[DRAFT ZIP] Circle STARK Verification as a Transparent Zcash Extension

zips/draft-stark-verify-nu.md

@@ -0,0 +1,150 @@
+    ZIP: XXX
+    Title: Circle STARK Verification as a Transparent Zcash Extension
+    Owners: Abdel <[email protected]>, Michael Zaikin <[email protected]>
+    Status: Draft
+    Category: Consensus
+    Created: 2025-10-14
+    License: MIT
+    Discussions-To: <https://forum.zcashcommunity.com/t/stark-verification-as-a-transparent-zcash-extension-tze-i-e-enabler-for-a-starknet-style-l2-on-zcash/52486>
+
+# Terminology
+
+The key words "MUST", "SHOULD", and "MAY" are to be interpreted as described in BCP 14 [^BCP14] when, and only when, they appear in all capitals.
+
+## Abstract
+
+This ZIP defines a new Transparent Zcash Extension that verifies a bounded‑size Circle STARK proof (Stwo). The extension has a single `type` and a single mode, and exposes a compact precondition/witness interface suitable for verifying L2 validity proofs on Zcash L1. It specifies:
+
+- a prefix‑free encoding of precondition and witness;
+- pinned verifier parameter set via a `param_id` namespace;
+- strict consensus bounds on sizes and verifier parameters for DoS safety; and
+- digest integration consistent with a future transaction version that supports TZEs [^zip-0245].
+
+This ZIP does not change Sapling/Orchard; it only adds a TZE that can be used to enforce L2 state transitions or other validity claims.
+
+## Motivation
+
+Zcash's programmability is restricted by the Bitcoin script, which lacks sufficient expressiveness and implies high costs that limit throughput. A Starknet‑style scaling solution can address the issue by providing an expressive programming language (Cairo), a ZK friendly virtual machine, and an effective proving system (Circle STARK/Stwo) that compresses large computation into a succinct proof, suitable for onchain verification. A custom transparent extension [^zip-0222] is the cleanest way to introduce such verifier and enable layer-2 solutions on top of Zcash.
+
+## Requirements
+
+* Define a TZE `type` for Stwo/Circle STARK verification, and fully specify how this type is to be encoded, verified, and integrated into transaction digest computation, without allowing implementation‑defined behavior.

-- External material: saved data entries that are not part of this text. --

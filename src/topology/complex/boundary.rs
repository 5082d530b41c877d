//! Boundary predicates.
//!
//! Defined so they remain meaningful on mixed-dimensional complexes: each
//! predicate first decides the local dimension from the highest simplices
//! present in the neighbourhood, then applies that dimension's rule.

use super::SimplicialComplex;
use crate::topology::handles::{EdgeHandle, FaceHandle, VertexHandle};

impl SimplicialComplex {
    /// A face is on the boundary iff it has exactly one incident tet.
    pub fn is_on_boundary_face(&self, f: FaceHandle) -> bool {
        self.face_tet_count(f) == 1
    }

    /// An edge inside a tet-bearing neighbourhood is on the boundary iff
    /// some incident face has exactly one tet. In a pure 2D neighbourhood it
    /// is on the boundary iff it has exactly one incident face. A bare edge
    /// is never on the boundary.
    pub fn is_on_boundary_edge(&self, e: EdgeHandle) -> bool {
        if !self.edge_exists(e) {
            return false;
        }

        let mut part_of_tets = false;
        for f in self.edge_faces(e) {
            let tets = self.face_tet_count(f);
            if tets > 0 {
                part_of_tets = true;
            }
            if tets == 1 {
                return true;
            }
        }
        if part_of_tets {
            // Every incident face is interior to two tets.
            return false;
        }

        self.edge_face_count(e) == 1
    }

    /// A vertex is on the boundary iff its one-ring is incomplete for the
    /// local dimension: some face with a single tet (3D), else some edge
    /// with a single face (2D), else exactly one incident edge (1D). An
    /// isolated vertex is not on the boundary.
    pub fn is_on_boundary_vertex(&self, v: VertexHandle) -> bool {
        if !self.vertex_exists(v) {
            return false;
        }

        let mut part_of_tets = false;
        for e in self.vertex_edges(v) {
            for f in self.edge_faces(e) {
                let tets = self.face_tet_count(f);
                if tets > 0 {
                    part_of_tets = true;
                }
                if tets == 1 {
                    return true;
                }
            }
        }
        if part_of_tets {
            return false;
        }

        let mut part_of_faces = false;
        for e in self.vertex_edges(v) {
            let faces = self.edge_face_count(e);
            if faces > 0 {
                part_of_faces = true;
            }
            if faces == 1 {
                return true;
            }
        }
        if part_of_faces {
            return false;
        }

        self.vertex_edge_count(v) == 1
    }
}

#[cfg(test)]
mod tests {
    use super::*;

    #[test]
    fn lone_triangle_is_all_boundary() {
        let mut c = SimplicialComplex::new();
        let v0 = c.add_vertex();
        let v1 = c.add_vertex();
        let v2 = c.add_vertex();
        let f = c.add_face_from_vertices(v0, v1, v2);
        assert!(!c.is_on_boundary_face(f));
        for k in 0..3 {
            assert!(c.is_on_boundary_edge(c.edge_of(f, k)));
        }
        assert!(c.is_on_boundary_vertex(v0));
    }

    #[test]
    fn interior_edge_of_a_face_pair_is_not_boundary() {
        let mut c = SimplicialComplex::new();
        let v0 = c.add_vertex();
        let v1 = c.add_vertex();
        let v2 = c.add_vertex();
        let v3 = c.add_vertex();
        let f0 = c.add_face_from_vertices(v0, v1, v2);
        let f1 = c.add_face_from_vertices(v0, v1, v3);
        assert!(f0.is_valid() && f1.is_valid());
        let shared = c.shared_edge(f0, f1);
        assert!(!c.is_on_boundary_edge(shared));
    }

    #[test]
    fn path_endpoints_are_boundary_in_1d() {
        let mut c = SimplicialComplex::new();
        let v0 = c.add_vertex();
        let v1 = c.add_vertex();
        let v2 = c.add_vertex();
        c.add_edge(v0, v1);
        c.add_edge(v1, v2);
        assert!(c.is_on_boundary_vertex(v0));
        assert!(!c.is_on_boundary_vertex(v1));
        // An isolated vertex is not on the boundary.
        let v3 = c.add_vertex();
        assert!(!c.is_on_boundary_vertex(v3));
    }

    #[test]
    fn single_tet_is_all_boundary() {
        let mut c = SimplicialComplex::new();
        let v: Vec<_> = (0..4).map(|_| c.add_vertex()).collect();
        let t = c.add_tet_from_vertices(v[0], v[1], v[2], v[3]);
        for k in 0..4 {
            assert!(c.is_on_boundary_face(c.face_of(t, k)));
        }
        for e in c.tet_edges(t) {
            assert!(c.is_on_boundary_edge(e));
        }
        for &v in &v {
            assert!(c.is_on_boundary_vertex(v));
        }
    }

    #[test]
    fn invalid_handles_are_never_boundary() {
        let c = SimplicialComplex::new();
        assert!(!c.is_on_boundary_vertex(VertexHandle::invalid()));
        assert!(!c.is_on_boundary_edge(EdgeHandle::invalid()));
        assert!(!c.is_on_boundary_face(FaceHandle::invalid()));
    }
}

+* Define a `param_id` namespace that pins the specification of the Stwo proof relation, the proof object wire format, field encodings, transcript/Merkle hash suite and personalization, FRI expansion and query caps, any grinding bounds, and any batch‑verification settings.
+* A reference implementation of the prover and verifier, and reference test vectors (valid and invalid) must be provided for each such `param_id`.
+* Limits on proof sizes, etc. must be chosen to avoid potential denial of service, and the necessary updates to ZIP 317 fee calculation [^zip-0317] must be specified.
+
+## Specification
+
+### TZE identification
+
+- `tze_id`: TBD (assigned by ZIP Editors).
+- `tze_mode`: 0 (only one mode is defined by this ZIP). Any other value MUST be rejected. 
+
+All serialization below is inside the `tze_data_payload` defined by [^zip-0222]; lengths are `compactSize`.
+
+### Precondition (prefix‑free)
+
+```
+u16  param_id         // selects a pinned Stwo verifier parameter set (see below)
+u8   flags            // bit 0 = bind_ctx; all other bits MUST be 0
+vec  pub_in           // public inputs to the proved statement (len + bytes)
+if (flags & 0x01) {
+    bytes32 ctx_digest   // non-malleable transaction digest
+}
+```
+
+- `param_id` selects an enumerated, pinned Stwo parameter set (field & hash suite, FRI/query caps, wire format version, endianness, personalization, etc.). Unknown `param_id` MUST be rejected.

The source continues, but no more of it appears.